How to generate a Sample Sheet from sample/index data in BaseSpace

If you are using BaseSpace for sample entry but demultiplexing your data manually, you may have been frustrated that there is no facility to download your sample names and index tag data from BaseSpace as a sample sheet. This means you have to enter the same data twice – with the possibility of errors creeping in especially for large projects with many samples and dual index tags.

We have found a way to avoid typing the same information twice and instead fetch the sample names, index ID’s and index tag sequences from BaseSpace straight to a sample sheet. This saves a huge amount of time for large projects with many samples.

Log in to BaseSpace, and navigate to the ‘Libraries’ page within the ‘Prep Libraries’ tab. Each line is a set of libraries with complete information on index names and tag sequences. Clicking a set of libraries will bring up the following screen – this example has 24 samples with TruSeqLT tags (only 7 are visible without scrolling down the list).

libraries_for_export

Clicking the ‘EXPORT’ button will download a comma separated file (csv) that can be opened in Excel. This file has all the sample names, index ID’s and index sequences (but not in quite the correct format to paste into a sample sheet).

excel_for_export

Open the file in Excel, select the entire Index1 Column and click the ‘Text to Columns’ function (under the ‘Data’ menu in Excel). Choose the ‘Delimited’ option, then tick ‘Other’ and enter a hyphen (-) in the box. This will split the Index1 Column into two, with the name of the Index and the actual Tag sequence in two separate columns, as below.

excel_for_indexes

If using dual indexing (e.g. TruSeqHT or NexteraXT) then do the same for the second column with Index 2 to split the index2 names and sequences into two separate columns.

Now open a blank or used sample sheet that is set up for the correct library chemistry and sequencing instrument (see previous blog post) then copy and paste the sample ID’s, Index ID’s and Index sequences into the sample sheet. Save as a comma separated file (csv) and its ready to use for demultiplexing and fastq generation, or your next MiSeq run. The above example looks like this…

sample_sheet

How to demultiplex Illumina data and generate fastq files using bcl2fastq

Sequence runs on NGS instruments are typically carried out with multiple samples pooled together. An index tag (also called a barcode) consisting of a unique sequence of between 6 and 12bp is added to each sample so that the sequence reads from different samples can be identified.
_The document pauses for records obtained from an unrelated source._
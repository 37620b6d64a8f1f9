//! In-memory implementation of CredentialStore for testing

use async_trait::async_trait;
use std::collections::HashMap;
use std::sync::Arc;
use tokio::sync::RwLock;

use crate::domain::entities::identity::{Identity, Role};
use crate::errors::DomainError;

use super::trait_::CredentialStore;

// Low bcrypt cost keeps test registration fast; production stores pick
// their own scheme behind the trait.
const MOCK_BCRYPT_COST: u32 = 4;

/// In-memory credential store backed by bcrypt hashes
pub struct InMemoryCredentialStore {
    identities: Arc<RwLock<HashMap<String, Identity>>>,
}

impl InMemoryCredentialStore {
    /// Create a new empty store
    pub fn new() -> Self {
        Self {
            identities: Arc::new(RwLock::new(HashMap::new())),
        }
    }

    /// Register an identity with a plaintext secret, returning it
    pub async fn register(
        &self,
        role: Role,
        identifier: &str,
        secret: &str,
    ) -> Result<Identity, DomainError> {
        let secret_hash =
            bcrypt::hash(secret, MOCK_BCRYPT_COST).map_err(|e| DomainError::Internal {
                message: format!("Failed to hash secret: {}", e),
            })?;

        let identity = Identity::new(role, identifier.to_string(), secret_hash);

        let mut identities = self.identities.write().await;
        if identities.contains_key(identifier) {
            return Err(DomainError::Validation {
                message: "Identifier already registered".to_string(),
            });
        }
        identities.insert(identifier.to_string(), identity.clone());
        Ok(identity)
    }
}

impl Default for InMemoryCredentialStore {
    fn default() -> Self {
        Self::new()
    }
}

#[async_trait]
impl CredentialStore for InMemoryCredentialStore {
    async fn find_by_identifier(
        &self,
        identifier: &str,
    ) -> Result<Option<Identity>, DomainError> {
        let identities = self.identities.read().await;
        Ok(identities.get(identifier).cloned())
    }

    async fn verify_secret(
        &self,
        identity: &Identity,
        secret: &str,
    ) -> Result<bool, DomainError> {
        bcrypt::verify(secret, &identity.secret_hash).map_err(|e| DomainError::Internal {
            message: format!("Failed to verify secret: {}", e),
        })
    }
}
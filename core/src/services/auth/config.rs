//! Configuration for the authorization service

/// Configuration for the authorization service
#[derive(Debug, Clone)]
pub struct AuthServiceConfig {
    /// Maximum accepted identifier length
    pub max_identifier_length: usize,
}

impl Default for AuthServiceConfig {
    fn default() -> Self {
        Self {
            max_identifier_length: 254,
        }
    }
}
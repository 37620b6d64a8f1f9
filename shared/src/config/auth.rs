//! Authentication and scheduling configuration

use serde::{Deserialize, Serialize};

/// JWT authentication configuration
#[derive(Debug, Clone, Deserialize, Serialize)]
pub struct JwtConfig {
    /// JWT secret key for signing tokens
    pub secret: String,

    /// Access token expiry time in seconds
    pub access_token_expiry: i64,

    /// JWT issuer claim
    pub issuer: String,

    /// JWT audience claim
    pub audience: String,
}

impl Default for JwtConfig {
    fn default() -> Self {
        Self {
            secret: String::from("your-secret-key-change-in-production"),
            access_token_expiry: 900, // 15 minutes
            issuer: String::from("clinic-manager"),
            audience: String::from("clinic-manager-api"),
        }
    }
}

impl JwtConfig {
    /// Create a new JWT configuration with secret
    pub fn new(secret: impl Into<String>) -> Self {
        Self {
            secret: secret.into(),
            ..Default::default()
        }
    }

    /// Set access token expiry in minutes
    pub fn with_access_expiry_minutes(mut self, minutes: i64) -> Self {
        self.access_token_expiry = minutes * 60;
        self
    }

    /// Check if using default secret (security warning)
    pub fn is_using_default_secret(&self) -> bool {
        self.secret == "your-secret-key-change-in-production"
    }
}

/// Scheduling configuration for the availability ledger
#[derive(Debug, Clone, Deserialize, Serialize)]
pub struct SchedulingConfig {
    /// How long a slot hold stays valid before it is treated as stale,
    /// in seconds
    pub hold_ttl_seconds: i64,
}

impl Default for SchedulingConfig {
    fn default() -> Self {
        Self {
            hold_ttl_seconds: 120, // 2 minutes
        }
    }
}

impl SchedulingConfig {
    /// Set the hold TTL in seconds
    pub fn with_hold_ttl_seconds(mut self, seconds: i64) -> Self {
        self.hold_ttl_seconds = seconds;
        self
    }
}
On the Illumina MiSeq, the process of demultiplexing (dividing your sequence reads into separate files for each index tag/sample) and generating the fastq data files required for downstream analysis is carried out automatically using the onboard PC. However, on the higher-throughput NextSeq500 and HiSeq models this process is carried out on BaseSpace – Illumina’s cloud-based resource.
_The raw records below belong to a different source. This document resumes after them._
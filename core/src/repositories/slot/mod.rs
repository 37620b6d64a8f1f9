pub mod r#trait {
    pub use super::trait_::*;
}
#[path = "trait.rs"]
mod trait_;
pub mod mock;

pub use mock::InMemorySlotRepository;
pub use r#trait::{SlotMutation, SlotRepository};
Whilst there are many advantages to having your sequence data in the cloud (e.g. monitoring a sequence run from home, ease of sharing data with collaborators, etc) there are also some drawbacks to this system. In particular the process of demultiplexing and fastq file generation in BaseSpace can be very slow. It takes up to 8 hours to demultiplex the data from a high output NextSeq500 run on BaseSpace, and if the fastq files then have to be downloaded to your local computer or server for analysis this requires a further 3 hours.

If your data is urgent you may not want to wait 11 hours or more after your sequence run has finished to begin your analysis! We have found that demultiplexing and fastq file generation from a high output NextSeq500 run can instead be carried out in about 30 minutes on our in-house UNIX server. This also has the advantage of avoiding the rather slow step of downloading your fastq files from BaseSpace.

In order to do this, you need to install a free piece of software from Illumina called bcl2fastq on your UNIX server. Demultiplexing NextSeq500 data (or any Illumina system running RTA version 1.18.54 and later) requires bcl2fastq version 2.16 or newer (the latest version at the time of writing is v2.17 and can be downloaded here.

Importantly, we have checked that the results obtained from bcl2fastq and BaseSpace are equivalent – the fastq files generated are exactly the same. BaseSpace is set to remove adapter sequences by default, meaning that the sequence reads may not all be the same length (any reads from short fragments with adapter read-through will have those sequences removed). In bcl2fastq you have the option to either remove adapter sequences or leave them in so that all reads are the same length.

In order to demultiplex the data, first copy the entire run folder from the sequencer to your UNIX server. On the NextSeq500, the run folder will be inside the following directory on the hard disc –
D:\Illumina\NextSeq Control Software\Temp\
It ought to be the ONLY folder here as the NextSeq only retains data from the most recent run – as soon as you start a new sequence run the data from the previous run is deleted. Copy the entire folder, including all its subdirectories. This folder contains the raw basecall (bcl) files. Do not change the name of the folder, which will be named as per the following convention – YYMMDD_InstrumentID_RunID_FlowcellID
For example, the 10th run carried out on a NextSeq500 with serial number 500999, on 14th April 2016 and using flowcell number AHLFNLBGXX would be named as follows –
160414_NB500999_0010_AHLFNLBGXX

The other requirement is a sample sheet – a simple comma separated file (csv) with the library chemistry, sample names and the index tag used for each sample, in addition to some other metrics describing the run. Anyone running a MiSeq will already be familiar with these, but NextSeq and HiSeq users may only have used BaseSpace to enter these values. Unfortunately there is no way to automatically download a sample sheet from BaseSpace (although we have figured out a way round this to avoid double data entry, see the next blog post). Sample sheets can be made and modified using MS Excel or any other software that can read csv files, but the easiest way to make one is to use a free wizard-type program for the PC called Illumina Experiment Manager, which guides you through the process. The latest version at the time of writing is v1.9, which is available here.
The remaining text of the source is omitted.